**TASK DESCRIPTION**
Among the entries beneath this sentence, how many lines include the word "MarkdownFormatter"? Only the number is wanted.

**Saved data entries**
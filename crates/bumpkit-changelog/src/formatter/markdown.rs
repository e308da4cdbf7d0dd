//! Markdown changelog formatter

use std::fmt::Write as _;

use bumpkit_core::config::ChangelogConfig;
use tracing::{debug, instrument};

use super::ChangelogFormatter;
use crate::types::{ChangelogEntry, Commit, Reference};

/// Markdown changelog formatter
#[derive(Debug, Clone)]
pub struct MarkdownFormatter {
    /// Link the version heading to a compare view
    pub include_compare_link: bool,
}

impl MarkdownFormatter {
    /// Create a new markdown formatter
    pub fn new() -> Self {
        Self {
            include_compare_link: true,
        }
    }
}

impl Default for MarkdownFormatter {
    fn default() -> Self {
        Self::new()
    }
}

impl MarkdownFormatter {
    fn heading(&self, entry: &ChangelogEntry, repo_url: Option<&str>) -> String {
        let date = entry.date.format("%Y-%m-%d");
        let compare = match (
            self.include_compare_link,
            repo_url,
            &entry.previous_tag,
            &entry.current_tag,
        ) {
            (true, Some(url), Some(previous), Some(current)) => {
                Some(format!("{}/compare/{}...{}", url, previous, current))
            }
            _ => None,
        };

        match compare {
            Some(link) => format!("## [{}]({}) ({})", entry.version, link, date),
            None => format!("## {} ({})", entry.version, date),
        }
    }

    fn commit_line(&self, commit: &Commit, config: &ChangelogConfig) -> String {
        let repo_url = config.repository_url.as_deref();
        let mut line = String::from("* ");

        if let Some(scope) = commit.scope.as_deref().filter(|s| !s.is_empty()) {
            let _ = write!(line, "**{}:** ", scope);
        }
        line.push_str(&commit.title);

        if config.include_hashes {
            match repo_url {
                Some(url) => {
                    let _ = write!(
                        line,
                        " ([{}]({}/commit/{}))",
                        commit.short_hash(),
                        url,
                        commit.hash
                    );
                }
                None => {
                    let _ = write!(line, " ({})", commit.short_hash());
                }
            }
        }

        let closes: Vec<String> = commit
            .references
            .iter()
            .filter(|r| r.action.is_some())
            .map(|r| issue_link(r, repo_url))
            .collect();
        if !closes.is_empty() {
            let _ = write!(line, ", closes {}", closes.join(" "));
        }

        if config.include_authors {
            let _ = write!(line, " - {}", commit.name);
        }

        line
    }
}

/// `#12`, `owner/repo#12`, linked when the target can be resolved
fn issue_link(reference: &Reference, repo_url: Option<&str>) -> String {
    let label = match (&reference.owner, &reference.repository) {
        (Some(owner), Some(repo)) => format!(
            "{}/{}{}{}",
            owner, repo, reference.prefix, reference.issue
        ),
        _ => format!("{}{}", reference.prefix, reference.issue),
    };

    if reference.prefix != "#" {
        return label;
    }

    let url = match (&reference.owner, &reference.repository, repo_url) {
        (Some(owner), Some(repo), Some(base)) => base
            .rsplitn(3, '/')
            .nth(2)
            .map(|host| format!("{}/{}/{}/issues/{}", host, owner, repo, reference.issue)),
        (None, None, Some(base)) => Some(format!("{}/issues/{}", base, reference.issue)),
        _ => None,
    };

    match url {
        Some(url) => format!("[{}]({})", label, url),
        None => label,
    }
}

impl ChangelogFormatter for MarkdownFormatter {
    #[instrument(skip(self, entry, config), fields(version = %entry.version, section_count = entry.sections.len()))]
    fn format(&self, entry: &ChangelogEntry, config: &ChangelogConfig) -> String {
        let mut output = self.heading(entry, config.repository_url.as_deref());
        output.push_str("\n\n");

        if !entry.breaking_changes.is_empty() {
            output.push_str("### ⚠ BREAKING CHANGES\n\n");
            for change in &entry.breaking_changes {
                output.push_str("* ");
                if let Some(scope) = change.scope.as_deref().filter(|s| !s.is_empty()) {
                    let _ = write!(output, "**{}:** ", scope);
                }
                output.push_str(&change.text);
                output.push('\n');
            }
            output.push('\n');
        }

        for section in &entry.sections {
            if section.commits.is_empty() {
                continue;
            }

            let _ = write!(output, "### {}\n\n", section.title);
            for commit in &section.commits {
                output.push_str(&self.commit_line(commit, config));
                output.push('\n');
            }
            output.push('\n');
        }

        debug!(output_len = output.len(), "markdown changelog formatted");
        output
    }
}

#[cfg(test)]
mod tests {
    use super::*;
    use crate::parser::CommitParser;
    use crate::types::{BreakingChange, Section};
    use chrono::{TimeZone, Utc};

    fn commit(message: &str) -> Commit {
        let (subject, body) = message.split_once('\n').unwrap_or((message, ""));
        let raw = format!(
            "{}\n{}\nabc1234567890\n2024-01-15T10:30:00Z\nJane Doe\njane@example.com\n",
            subject, body
        );
        CommitParser::new().parse(&raw).unwrap()
    }

    fn entry(title: &str, commits: Vec<Commit>) -> ChangelogEntry {
        let mut entry = ChangelogEntry::new("1.0.0", Utc.with_ymd_and_hms(2024, 1, 15, 0, 0, 0).unwrap());
        entry.sections.push(Section {
            title: title.to_string(),
            commits,
        });
        entry
    }

    #[test]
    fn test_format_basic() {
        let config = ChangelogConfig::default();
        let output = MarkdownFormatter::new().format(&entry("Features", vec![commit("feat: add new feature")]), &config);

        assert!(output.starts_with("## 1.0.0 (2024-01-15)\n\n"));
        assert!(output.contains("### Features\n\n* add new feature (abc1234)\n"));
    }

    #[test]
    fn test_format_with_scope() {
        let config = ChangelogConfig::default();
        let output = MarkdownFormatter::new().format(
            &entry("Bug Fixes", vec![commit("fix(parser): handle edge case")]),
            &config,
        );
        assert!(output.contains("* **parser:** handle edge case"));
    }

    #[test]
    fn test_format_breaking_changes() {
        let config = ChangelogConfig::default();
        let mut entry = entry("Features", vec![]);
        entry.breaking_changes.push(BreakingChange {
            scope: None,
            text: "remove deprecated API".to_string(),
            hash: "abc1234".to_string(),
        });

        let output = MarkdownFormatter::new().format(&entry, &config);
        assert!(output.contains("### ⚠ BREAKING CHANGES\n\n* remove deprecated API\n"));
        assert!(!output.contains("### Features"));
    }

    #[test]
    fn test_format_with_repo_url() {
        let config = ChangelogConfig {
            repository_url: Some("https://github.com/test/repo".to_string()),
            ..Default::default()
        };
        let mut entry = entry(
            "Features",
            vec![commit("feat: feature\n\nCloses #12, acme/tools#3")],
        );
        entry = entry.with_tags(Some("v0.9.0".to_string()), "v1.0.0");

        let output = MarkdownFormatter::new().format(&entry, &config);
        assert!(output.starts_with(
            "## [1.0.0](https://github.com/test/repo/compare/v0.9.0...v1.0.0) (2024-01-15)"
        ));
        assert!(output.contains("([abc1234](https://github.com/test/repo/commit/abc1234567890))"));
        assert!(output.contains(
            ", closes [#12](https://github.com/test/repo/issues/12) \
             [acme/tools#3](https://github.com/acme/tools/issues/3)"
        ));
    }
}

**SOLUTION TO THIS TASK**
9